Ma anche lo zucchero scarseggia e poi, con la guerra, la gente non ha molti soldi da spendere in cose certamente buonissime, ma superflue, come possono essere i dolci.

Sono periodi difficili, dopo l’8 settembre del 1943, nelle Langhe si diffonde la guerra di liberazione. Il 10 ottobre del 1944 i partigiani liberano la città di Alba e la terranno sino al 2 novembre quando le truppe nazifasciste riconquisteranno la città.

Quell’episodio storico ispirerà un libro di uno scrittore originario di Alba, Beppe Fenoglio, che si intitola: I ventitrè giorni della città di Alba, una raccolta di racconti ispirati alla guerra partigiana alla quale lui stesso aveva partecipato.

Nonostante le difficoltà i coniugi Ferrero non si scoraggiano e con la tenacia tipica dei piemontesi si industriano per inventare nuovi prodotti. Si rendono conto che nelle Langhe abbondano le nocciole, un prodotto povero, poco utilizzato e provano ad impiegarlo nella produzione di dolci.
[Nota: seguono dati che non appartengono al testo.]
//! Synchronous publish/subscribe for coordinator events.

use std::sync::{Arc, Mutex};

use super::types::ExecutionEvent;

/// Receives every event published on a bus.
///
/// Called synchronously from inside the coordinator operation that produced
/// the event, so implementations must not call back into the coordinator.
pub trait EventSubscriber: Send + Sync {
    fn on_event(&self, event: &ExecutionEvent);
}

impl<F> EventSubscriber for F
where
    F: Fn(&ExecutionEvent) + Send + Sync,
{
    fn on_event(&self, event: &ExecutionEvent) {
        self(event)
    }
}

/// Handle returned by `subscribe`, used to unsubscribe.
#[derive(Debug, Clone, Copy, PartialEq, Eq, Hash)]
pub struct SubscriptionId(u64);

/// Delivers events to subscribers in subscription order.
#[derive(Default)]
pub struct EventBus {
    subscribers: Vec<(SubscriptionId, Arc<dyn EventSubscriber>)>,
    next_id: u64,
}

impl EventBus {
    pub fn new() -> Self {
        Self::default()
    }

    pub fn subscribe(&mut self, subscriber: Arc<dyn EventSubscriber>) -> SubscriptionId {
        let id = SubscriptionId(self.next_id);
        self.next_id += 1;
        self.subscribers.push((id, subscriber));
        id
    }

    /// Returns false when the id was not subscribed.
    pub fn unsubscribe(&mut self, id: SubscriptionId) -> bool {
        let before = self.subscribers.len();
        self.subscribers.retain(|(sid, _)| *sid != id);
        self.subscribers.len() != before
    }

    pub fn publish(&self, event: &ExecutionEvent) {
        tracing::trace!(
            event_type = event.event_type(),
            unit_path = event.unit_path(),
            subscribers = self.subscribers.len(),
            "publishing event"
        );
        for (_, subscriber) in &self.subscribers {
            subscriber.on_event(event);
        }
    }

    pub fn subscriber_count(&self) -> usize {
        self.subscribers.len()
    }
}

/// Subscriber that keeps every event it sees, in order.
#[derive(Default, Clone)]
pub struct EventLog {
    events: Arc<Mutex<Vec<ExecutionEvent>>>,
}

impl EventLog {
    pub fn new() -> Self {
        Self::default()
    }

    pub fn events(&self) -> Vec<ExecutionEvent> {
        self.events.lock().map(|e| e.clone()).unwrap_or_default()
    }

    /// Event type names in delivery order.
    pub fn event_types(&self) -> Vec<&'static str> {
        self.events().iter().map(ExecutionEvent::event_type).collect()
    }

    pub fn clear(&self) {
        if let Ok(mut events) = self.events.lock() {
            events.clear();
        }
    }
}

impl EventSubscriber for EventLog {
    fn on_event(&self, event: &ExecutionEvent) {
        if let Ok(mut events) = self.events.lock() {
            events.push(event.clone());
        }
    }
}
Il dopoguerra e l’invenzione della Pasta Gianduja

Nell’aprile del 1945 la guerra finisce ma il paese è in ginocchio: fame, miseria, disoccupazione, le infrastrutture distrutte. Anche nelle Langhe la situazione è difficile, molti riprendono la via dell’emigrazione.

Alla gente manca il pane figurarsi i beni di lusso come il cioccolato. Chiunque altro si sarebbe scoraggiato o avrebbe mollato la presa ma Pietro Ferrero appartiene ad un’altra specie di uomini, quelli che non si arrendono mai e che nelle difficoltà vedono opportunità che altri non riescono nemmeno ad immaginare.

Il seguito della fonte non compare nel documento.